Drug resistance is better understood through mapping out alternate paths cancer cells take in order to avoid targeted treatment.

Cancer cells usually manage to avoid targeted therapies that block pathways the cells need to grow. This common occurrence typically results in drug resistance.

In a study published by Cancer Cell, researchers mainly looked at glioblastoma and which alternate pathways these cancer cells use.
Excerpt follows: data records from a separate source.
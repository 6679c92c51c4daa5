//! JSON schemas for the two response shapes of the `current` endpoint.
//!
//! Every object level is closed (`additionalProperties: false`), so an
//! unexpected field fails validation just like a missing one.

use serde_json::{Value, json};
use std::{fmt, sync::LazyLock};

#[derive(Debug, Clone, Copy, PartialEq, Eq, Hash)]
pub enum Schema {
    /// Successful current-weather body: `request`, `location`, `current`.
    CurrentWeather,
    /// Application-level failure: `success: false` plus an `error` object.
    Error,
}

impl Schema {
    pub fn name(&self) -> &'static str {
        match self {
            Schema::CurrentWeather => "current_weather",
            Schema::Error => "error_response",
        }
    }

    pub fn definition(&self) -> &'static Value {
        match self {
            Schema::CurrentWeather => &*CURRENT_WEATHER,
            Schema::Error => &*ERROR_RESPONSE,
        }
    }
}

impl fmt::Display for Schema {
    fn fmt(&self, f: &mut fmt::Formatter<'_>) -> fmt::Result {
        f.write_str(self.name())
    }
}

static CURRENT_WEATHER: LazyLock<Value> = LazyLock::new(|| {
    json!({
        "type": "object",
        "properties": {
            "request": {
                "type": "object",
                "properties": {
                    "type": { "type": "string" },
                    "query": { "type": "string" },
                    "language": { "type": "string" },
                    "unit": { "type": "string" }
                },
                "required": ["type", "query", "language", "unit"],
                "additionalProperties": false
            },
            "location": {
                "type": "object",
                "properties": {
                    "name": { "type": "string" },
                    "country": { "type": "string" },
                    "region": { "type": "string" },
                    "lat": { "type": "string" },
                    "lon": { "type": "string" },
                    "timezone_id": { "type": "string" },
                    "localtime": { "type": "string" },
                    "localtime_epoch": { "type": "integer" },
                    "utc_offset": { "type": "string" }
                },
                "required": [
                    "name", "country", "region", "lat", "lon", "timezone_id",
                    "localtime", "localtime_epoch", "utc_offset"
                ],
                "additionalProperties": false
            },
            "current": {
                "type": "object",
                "properties": {
                    "observation_time": { "type": "string" },
                    "temperature": { "type": "integer" },
                    "weather_code": { "type": "integer" },
                    "weather_icons": { "type": "array", "items": { "type": "string" } },
                    "weather_descriptions": { "type": "array", "items": { "type": "string" } },
                    "astro": {
                        "type": "object",
                        "properties": {
                            "sunrise": { "type": "string" },
                            "sunset": { "type": "string" },
                            "moonrise": { "type": "string" },
                            "moonset": { "type": "string" },
                            "moon_phase": { "type": "string" },
                            "moon_illumination": { "type": "integer" }
                        },
                        "required": [
                            "sunrise", "sunset", "moonrise", "moonset",
                            "moon_phase", "moon_illumination"
                        ],
                        "additionalProperties": false
                    },
                    "air_quality": {
                        "type": "object",
                        "properties": {
                            "co": { "type": "string" },
                            "no2": { "type": "string" },
                            "o3": { "type": "string" },
                            "so2": { "type": "string" },
                            "pm2_5": { "type": "string" },
                            "pm10": { "type": "string" },
                            "us-epa-index": { "type": "string" },
                            "gb-defra-index": { "type": "string" }
                        },
                        "required": [
                            "co", "no2", "o3", "so2", "pm2_5", "pm10",
                            "us-epa-index", "gb-defra-index"
                        ],
                        "additionalProperties": false
                    },
                    "wind_speed": { "type": "integer" },
                    "wind_degree": { "type": "integer" },
                    "wind_dir": { "type": "string" },
                    "pressure": { "type": "integer" },
                    "precip": { "type": "number" },
                    "humidity": { "type": "integer" },
                    "cloudcover": { "type": "integer" },
                    "feelslike": { "type": "integer" },
                    "uv_index": { "type": "integer" },
                    "visibility": { "type": "integer" },
                    "is_day": { "type": "string" }
                },
                "required": [
                    "observation_time", "temperature", "weather_code", "weather_icons",
                    "weather_descriptions", "wind_speed", "wind_degree", "wind_dir",
                    "pressure", "precip", "humidity", "cloudcover", "feelslike",
                    "uv_index", "visibility", "is_day", "astro", "air_quality"
                ],
                "additionalProperties": false
            }
        },
        "required": ["request", "location", "current"],
        "additionalProperties": false
    })
});

static ERROR_RESPONSE: LazyLock<Value> = LazyLock::new(|| {
    json!({
        "type": "object",
        "properties": {
            "success": { "type": "boolean" },
            "error": {
                "type": "object",
                "properties": {
                    "code": { "type": "integer" },
                    "type": { "type": "string" },
                    "info": { "type": "string" }
                },
                "required": ["code", "type", "info"],
                "additionalProperties": false
            }
        },
        "required": ["success", "error"],
        "additionalProperties": false
    })
});

#[cfg(test)]
mod tests {
    use super::*;

    fn required(value: &Value) -> Vec<&str> {
        value["required"]
            .as_array()
            .expect("required must be an array")
            .iter()
            .filter_map(Value::as_str)
            .collect()
    }

    /// Walk every object node and check it is closed and its required keys are declared.
    fn assert_closed(path: &str, node: &Value) {
        if node["type"] != "object" {
            return;
        }
        assert_eq!(node["additionalProperties"], false, "{path} is not closed");

        let props = node["properties"].as_object().expect("object node without properties");
        for key in required(node) {
            assert!(props.contains_key(key), "{path}.{key} is required but not declared");
        }
        for (key, child) in props {
            assert_closed(&format!("{path}.{key}"), child);
        }
    }

    #[test]
    fn every_object_level_is_closed() {
        assert_closed("current_weather", Schema::CurrentWeather.definition());
        assert_closed("error_response", Schema::Error.definition());
    }

    #[test]
    fn current_block_requires_nested_groups() {
        let current = &Schema::CurrentWeather.definition()["properties"]["current"];
        let req = required(current);

        assert_eq!(req.len(), 18);
        assert!(req.contains(&"astro"));
        assert!(req.contains(&"air_quality"));
        assert_eq!(required(&current["properties"]["astro"]).len(), 6);
        assert_eq!(required(&current["properties"]["air_quality"]).len(), 8);
    }

    #[test]
    fn air_quality_readings_are_strings() {
        let air = &Schema::CurrentWeather.definition()["properties"]["current"]["properties"]
            ["air_quality"]["properties"];

        for (key, prop) in air.as_object().unwrap() {
            assert_eq!(prop["type"], "string", "air_quality.{key}");
        }
    }

    #[test]
    fn error_schema_requires_all_fields() {
        let schema = Schema::Error.definition();
        assert_eq!(required(schema), vec!["success", "error"]);
        assert_eq!(required(&schema["properties"]["error"]), vec!["code", "type", "info"]);
    }
}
"Figuring out why resistance to targeted therapies develops has been the focus of our research for a long time," Paul Mischel, MD, said in a press release. "In this study, we looked at a drug that should work and found out why it doesn't."

A tool called single-cell phosphoproteomics was used in order to see individual cancer cells and their respective signaling.

Researchers used patient tissue from operating rooms to analyze the mTOR growth pathway.

The study found that cancer cells started adapting to the blocked growth pathway,consequently resisting therapies in as little as 48 hours.

Researchers found that cancerous cells remapped their routes before any changes could be detected.

"Although the technology used to analyze the cells is relatively simple and inexpensive--just glass and plastic--trials will be difficult to design," says James Heath, PhD. "For this type of personalized treatment, we won't know what drugs to give patients until after their tumors are analyzed. Every trial will essentially have a sample size of one."

The study also revealed that developing drugs for glioblastoma are difficult, since it needs to cross the blood-brain barrier.

The results lead researchers to believe that single-cell-analysis could likely be used to develop personalized treatment for many different types of cancer in the future.